C’est la principale raison pour laquelle la réserve naturelle ne reçoit que quelques centaines de touristes par an. On est loin des foules qui se ruent chaque année dans le parc Kruger en Afrique du Sud, alors que le gouvernement belge affirme qu’il n’y a pas de danger à voyager au Congo-Brazzaville. «C’est notre plus grand défi, déclare Glance, notre guide. Peu de gens savent qu’il existe deux Congo et que notre pays est sûr.»

Le règne du vert

Nous suivons nos guides Pedro et Glance dans la partie la plus profonde du marais. L’eau brune nous arrive à la ceinture. Un Gris du Gabon vole au-dessus de nos têtes en criant. Nous marchons le long d’un boulevard d’éléphants, un chemin bien tracé dans des cours d’eau marécageux au cœur de la jungle congolaise. Le soleil matinal perce à travers les feuilles de palmiers ondulantes et le concert d’oiseaux tropicaux s’amplifie.

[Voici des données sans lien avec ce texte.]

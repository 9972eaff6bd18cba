use std::collections::VecDeque;

/// Bounded FIFO of recent incoming messages, oldest first.
#[derive(Debug, Clone)]
pub struct ContextBuffer {
    messages: VecDeque<String>,
    capacity: usize,
}

impl ContextBuffer {
    /// `capacity` is clamped to at least one.
    pub fn new(capacity: usize) -> Self {
        let capacity = capacity.max(1);
        Self {
            messages: VecDeque::with_capacity(capacity),
            capacity,
        }
    }

    /// Append, evicting from the front until within capacity.
    pub fn push(&mut self, message: String) {
        self.messages.push_back(message);
        while self.messages.len() > self.capacity {
            self.messages.pop_front();
        }
    }

    /// Owned copy; later pushes or clears do not affect it.
    pub fn snapshot(&self) -> Vec<String> {
        self.messages.iter().cloned().collect()
    }

    pub fn clear(&mut self) {
        self.messages.clear();
    }

    pub fn len(&self) -> usize {
        self.messages.len()
    }

    pub fn is_empty(&self) -> bool {
        self.messages.is_empty()
    }

    pub fn capacity(&self) -> usize {
        self.capacity
    }
}
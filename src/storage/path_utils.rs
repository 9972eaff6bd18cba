use std::path::{Path, PathBuf};

const APP_DIR: &str = "reply-assistant";
const CONFIG_FILE: &str = "config.json";
const FEEDBACK_FILE: &str = "preferences.jsonl";
const STYLE_PROFILE_FILE: &str = "style_profile.json";
const LOG_FILE: &str = "assistant.log";

/// Centralized cross-platform data directory.
/// Linux: ~/.config/reply-assistant/
/// macOS: ~/Library/Application Support/reply-assistant/
/// Windows: %APPDATA%/reply-assistant/
pub fn data_dir() -> PathBuf {
    let base = dirs::config_dir().unwrap_or_else(|| {
        dirs::home_dir()
            .unwrap_or_else(|| PathBuf::from("."))
            .join(".config")
    });
    base.join(APP_DIR)
}

/// `{data_dir}/config.json`. Always in the platform dir; the config itself may
/// point the other files elsewhere.
pub fn config_path() -> PathBuf {
    data_dir().join(CONFIG_FILE)
}

/// Append-only feedback log: `{dir}/preferences.jsonl`
pub fn feedback_log_path(dir: &Path) -> PathBuf {
    dir.join(FEEDBACK_FILE)
}

/// Current style profile document: `{dir}/style_profile.json`
pub fn style_profile_path(dir: &Path) -> PathBuf {
    dir.join(STYLE_PROFILE_FILE)
}

pub fn log_path(dir: &Path) -> PathBuf {
    dir.join(LOG_FILE)
}
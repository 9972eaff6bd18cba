use crate::provider::ClipboardAccess;
use crate::{AssistError, AssistResult};

/// System clipboard through `arboard`.
///
/// The handle is opened lazily and reopened after a failure, so a missing
/// display at startup does not disable polling for good.
#[derive(Default)]
pub struct SystemClipboard {
    inner: Option<arboard::Clipboard>,
}

impl SystemClipboard {
    pub fn new() -> Self {
        Self::default()
    }

    fn handle(&mut self) -> AssistResult<&mut arboard::Clipboard> {
        if self.inner.is_none() {
            let clipboard = arboard::Clipboard::new()
                .map_err(|e| AssistError::Clipboard(e.to_string()))?;
            self.inner = Some(clipboard);
        }
        self.inner
            .as_mut()
            .ok_or_else(|| AssistError::Clipboard("clipboard unavailable".into()))
    }
}

impl ClipboardAccess for SystemClipboard {
    fn read(&mut self) -> Option<String> {
        let clipboard = match self.handle() {
            Ok(c) => c,
            Err(e) => {
                tracing::debug!(error = %e, "Clipboard not available");
                return None;
            }
        };
        match clipboard.get_text() {
            Ok(text) => Some(text),
            Err(arboard::Error::ContentNotAvailable) => None,
            Err(e) => {
                tracing::debug!(error = %e, "Clipboard read failed, reopening next poll");
                self.inner = None;
                None
            }
        }
    }

    fn write(&mut self, text: &str) -> AssistResult<()> {
        let result = self.handle()?.set_text(text.to_string());
        result.map_err(|e| {
            self.inner = None;
            AssistError::Clipboard(e.to_string())
        })
    }
}
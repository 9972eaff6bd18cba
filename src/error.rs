use thiserror::Error;

#[derive(Error, Debug)]
pub enum AssistError {
    /// Network, HTTP status, timeout or malformed completion payload.
    #[error("Model call failed: {0}")]
    ModelCall(String),

    /// Feedback log append or style profile write failed.
    #[error("Persistence failed: {0}")]
    Persistence(String),

    #[error("Clipboard error: {0}")]
    Clipboard(String),

    #[error("Serialization error: {0}")]
    Serialization(#[from] serde_json::Error),

    #[error("IO error: {0}")]
    Io(#[from] std::io::Error),
}

pub type AssistResult<T> = Result<T, AssistError>;
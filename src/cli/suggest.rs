use std::time::Duration;

use anyhow::{bail, Result};
use reply_assistant::engine::EngineEvent;

/// `suggest <text>` — one cycle against the configured model, no clipboard polling.
pub fn run(text: &str, no_style: bool) -> Result<()> {
    let mut config = super::bootstrap();
    if no_style {
        config.style.enabled = false;
    }
    let timeout = Duration::from_secs(u64::from(config.model.timeout_secs) + 5);
    let mut engine = super::build_engine(config);

    let mut events = engine.ingest(text);
    events.extend(engine.wait_for_generation(timeout));

    for event in &events {
        match event {
            EngineEvent::Rejected(verdict) => bail!("Message rejected: {}", verdict.as_str()),
            EngineEvent::SelfMessageIgnored => bail!("Message looks like your own, nothing to answer"),
            EngineEvent::MissingApiKey | EngineEvent::GenerationFailed { .. } => {
                bail!("{}", engine.status())
            }
            _ => {}
        }
    }

    if engine.state().is_generating() {
        bail!("Timed out after {}s", timeout.as_secs());
    }
    for (i, s) in engine.suggestions().iter().enumerate() {
        println!("{}. {}", i + 1, s);
    }
    Ok(())
}
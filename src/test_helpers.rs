//! Shared test utilities — in-memory stores and scripted collaborators.
//!
//! Available only under `#[cfg(test)]`. Every fake is `Clone` around shared
//! state so a test can keep a handle after moving a copy into the engine.

use std::collections::VecDeque;
use std::sync::mpsc::{channel, Receiver, Sender};
use std::sync::{Arc, Mutex};

use crate::feedback::FeedbackRecord;
use crate::provider::{ClipboardAccess, CompletionProvider, CompletionRequest, ForegroundApp};
use crate::storage::{FeedbackStore, ProfileStore};
use crate::style_profile::StyleProfile;
use crate::{AssistError, AssistResult};

// ============================================================================
// Builders
// ============================================================================

pub fn sample_profile() -> StyleProfile {
    StyleProfile {
        updated_at: "2026-01-01T00:00:00Z".to_string(),
        sample_count: 5,
        avg_length: 4,
        concise_preference: "偏短句".to_string(),
        question_tone: "少用反问".to_string(),
        emoji_tone: "几乎不用 emoji".to_string(),
        punctuation_tone: "少用感叹号".to_string(),
        common_endings: vec!["好的".to_string()],
        instruction: "句长：偏短句（平均4字）；尽量贴近以上风格，但保持自然，不要机械复读".to_string(),
    }
}

pub fn feedback_with_chosen(chosen: &[&str]) -> Vec<FeedbackRecord> {
    chosen
        .iter()
        .map(|c| {
            FeedbackRecord::new(
                "msg".to_string(),
                vec!["msg".to_string()],
                vec![c.to_string()],
                c.to_string(),
                "test-model".to_string(),
            )
        })
        .collect()
}

// ============================================================================
// Stores
// ============================================================================

#[derive(Clone, Default)]
pub struct MemoryFeedbackStore {
    records: Arc<Mutex<Vec<FeedbackRecord>>>,
    fail_append: bool,
    fail_read: bool,
}

impl MemoryFeedbackStore {
    pub fn with_records(records: Vec<FeedbackRecord>) -> Self {
        Self {
            records: Arc::new(Mutex::new(records)),
            ..Self::default()
        }
    }

    pub fn failing() -> Self {
        Self {
            fail_append: true,
            ..Self::default()
        }
    }

    pub fn unreadable() -> Self {
        Self {
            fail_read: true,
            ..Self::default()
        }
    }

    pub fn records(&self) -> Vec<FeedbackRecord> {
        self.records.lock().unwrap().clone()
    }
}

impl FeedbackStore for MemoryFeedbackStore {
    fn append(&mut self, record: &FeedbackRecord) -> AssistResult<()> {
        if self.fail_append {
            return Err(AssistError::Persistence("disk full".into()));
        }
        self.records.lock().unwrap().push(record.clone());
        Ok(())
    }

    fn read_all(&self) -> AssistResult<Vec<FeedbackRecord>> {
        if self.fail_read {
            return Err(AssistError::Io(std::io::Error::other("unreadable")));
        }
        Ok(self.records())
    }
}

#[derive(Clone, Default)]
pub struct MemoryProfileStore {
    saved: Arc<Mutex<Vec<StyleProfile>>>,
    fail_save: bool,
}

impl MemoryProfileStore {
    pub fn with_profile(profile: StyleProfile) -> Self {
        Self {
            saved: Arc::new(Mutex::new(vec![profile])),
            fail_save: false,
        }
    }

    pub fn failing() -> Self {
        Self {
            fail_save: true,
            ..Self::default()
        }
    }

    /// Every document written, oldest first.
    pub fn saved(&self) -> Vec<StyleProfile> {
        self.saved.lock().unwrap().clone()
    }
}

impl ProfileStore for MemoryProfileStore {
    fn save(&mut self, profile: &StyleProfile) -> AssistResult<()> {
        if self.fail_save {
            return Err(AssistError::Persistence("read-only".into()));
        }
        self.saved.lock().unwrap().push(profile.clone());
        Ok(())
    }

    fn load(&self) -> Option<StyleProfile> {
        self.saved.lock().unwrap().last().cloned()
    }
}

// ============================================================================
// Collaborators
// ============================================================================

pub struct FixedForeground(pub Option<String>);

impl ForegroundApp for FixedForeground {
    fn current_app_name(&self) -> Option<String> {
        self.0.clone()
    }
}

/// Clipboard whose content the test sets between ticks.
#[derive(Clone, Default)]
pub struct SharedClipboard {
    content: Arc<Mutex<Option<String>>>,
    writes: Arc<Mutex<Vec<String>>>,
    fail_write: bool,
}

impl SharedClipboard {
    pub fn failing() -> Self {
        Self {
            fail_write: true,
            ..Self::default()
        }
    }

    pub fn set(&self, text: &str) {
        *self.content.lock().unwrap() = Some(text.to_string());
    }

    pub fn writes(&self) -> Vec<String> {
        self.writes.lock().unwrap().clone()
    }
}

impl ClipboardAccess for SharedClipboard {
    fn read(&mut self) -> Option<String> {
        self.content.lock().unwrap().clone()
    }

    fn write(&mut self, text: &str) -> AssistResult<()> {
        if self.fail_write {
            return Err(AssistError::Clipboard("no display".into()));
        }
        self.writes.lock().unwrap().push(text.to_string());
        *self.content.lock().unwrap() = Some(text.to_string());
        Ok(())
    }
}

/// Model that replays queued responses and records every request.
///
/// When gated, each call blocks until the test releases one permit, which
/// keeps a generation in flight for as long as the test needs.
#[derive(Clone)]
pub struct ScriptedProvider {
    responses: Arc<Mutex<VecDeque<AssistResult<String>>>>,
    requests: Arc<Mutex<Vec<CompletionRequest>>>,
    gate: Option<Arc<Mutex<Receiver<()>>>>,
    configured: bool,
    panics: bool,
}

impl ScriptedProvider {
    pub fn new(responses: Vec<AssistResult<String>>) -> Self {
        Self {
            responses: Arc::new(Mutex::new(responses.into())),
            requests: Arc::new(Mutex::new(Vec::new())),
            gate: None,
            configured: true,
            panics: false,
        }
    }

    pub fn replying(raw: &str) -> Self {
        Self::new(vec![Ok(raw.to_string())])
    }

    /// Provider plus the sender that releases one pending call per `send(())`.
    pub fn gated(responses: Vec<AssistResult<String>>) -> (Self, Sender<()>) {
        let (tx, rx) = channel();
        let mut provider = Self::new(responses);
        provider.gate = Some(Arc::new(Mutex::new(rx)));
        (provider, tx)
    }

    pub fn unconfigured() -> Self {
        let mut provider = Self::new(Vec::new());
        provider.configured = false;
        provider
    }

    /// Every call panics after being recorded.
    pub fn panicking() -> Self {
        let mut provider = Self::new(Vec::new());
        provider.panics = true;
        provider
    }

    pub fn requests(&self) -> Vec<CompletionRequest> {
        self.requests.lock().unwrap().clone()
    }
}

impl CompletionProvider for ScriptedProvider {
    fn id(&self) -> &str {
        "scripted"
    }

    fn is_configured(&self) -> bool {
        self.configured
    }

    fn complete(&self, request: &CompletionRequest) -> AssistResult<String> {
        self.requests.lock().unwrap().push(request.clone());
        if self.panics {
            panic!("scripted provider failure");
        }
        if let Some(gate) = &self.gate {
            let _ = gate.lock().unwrap().recv();
        }
        self.responses
            .lock()
            .unwrap()
            .pop_front()
            .unwrap_or_else(|| Ok(r#"["ok"]"#.to_string()))
    }
}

Odzala se réveille. «On ne peut pas être plus en contact avec la nature», s’amuse Pedro alors que nous sortons de l’eau des marais avec nos jambes de pantalon trempées et que nous nous dirigeons vers l’herbe fraîche de la savane. Retour, ensuite, dans la forêt à la recherche d’antilopes bongo ou de singes mangabeys. Partout, la nature déploie ses innombrables et magnifiques nuances de vert…

Les taxis de la capitale, Brazzaville, où notre voyage a commencé il y a quelques jours, sont également verts, en référence à l’ancien surnom de la ville, Brazza le vert. La ville compte aujourd’hui plus de deux millions d’habitants, et les arbres sont donc moins nombreux. Mais l’atmosphère verdoyante reste omniprésente au marché de Poto-poto, où des parasols multicolores protègent du soleil les fruits, les baguettes ou les textiles.

Plus loin, nous observons des influenceurs locaux en train de tourner des vidéos sur les marches de la basilique Sainte-Anne, avant d’être chaleureusement invités à prendre autant de photos que nous le souhaitons. Puis nous nous installons dans un restaurant sur les rives du fleuve Congo pour goûter aux saveurs de Brazzaville. Avec une boisson épicée au gingembre et une généreuse assiette de ragoût de viande servi avec une sauce aux arachides et de la banane plantain, nous regardons les roseaux onduler et un pêcheur jeter son filet depuis son bateau dans le fleuve. La métropole de Kinshasa, de l’autre côté de l’eau, paraît si lointaine…

Une réserve vitale pour le monde

En 90 minutes, un petit avion nous emmène de la capitale au cœur du parc national d’Odzala, situé au nord-ouest du bassin du Congo. On est là au coeur de la plus grande forêt tropicale du monde – après l’Amazonie – qui absorbe encore plus de dioxyde de carbone que son homologue sud-américaine. Autant dire qu’elle est essentielle pour le monde entier. Odzala couvre 13.600 kilomètres carrés, soit près de la moitié de la Belgique. Les arbres y atteignent 50 mètres de hauteur et, outre 430 espèces d’oiseaux, on y trouve des mammifères que l’on ne rencontre guère ailleurs en Afrique, tels que le buffle de forêt, l’antilope bongo, le potamochère et le gorille des plaines occidentales, espèce gravement menacée.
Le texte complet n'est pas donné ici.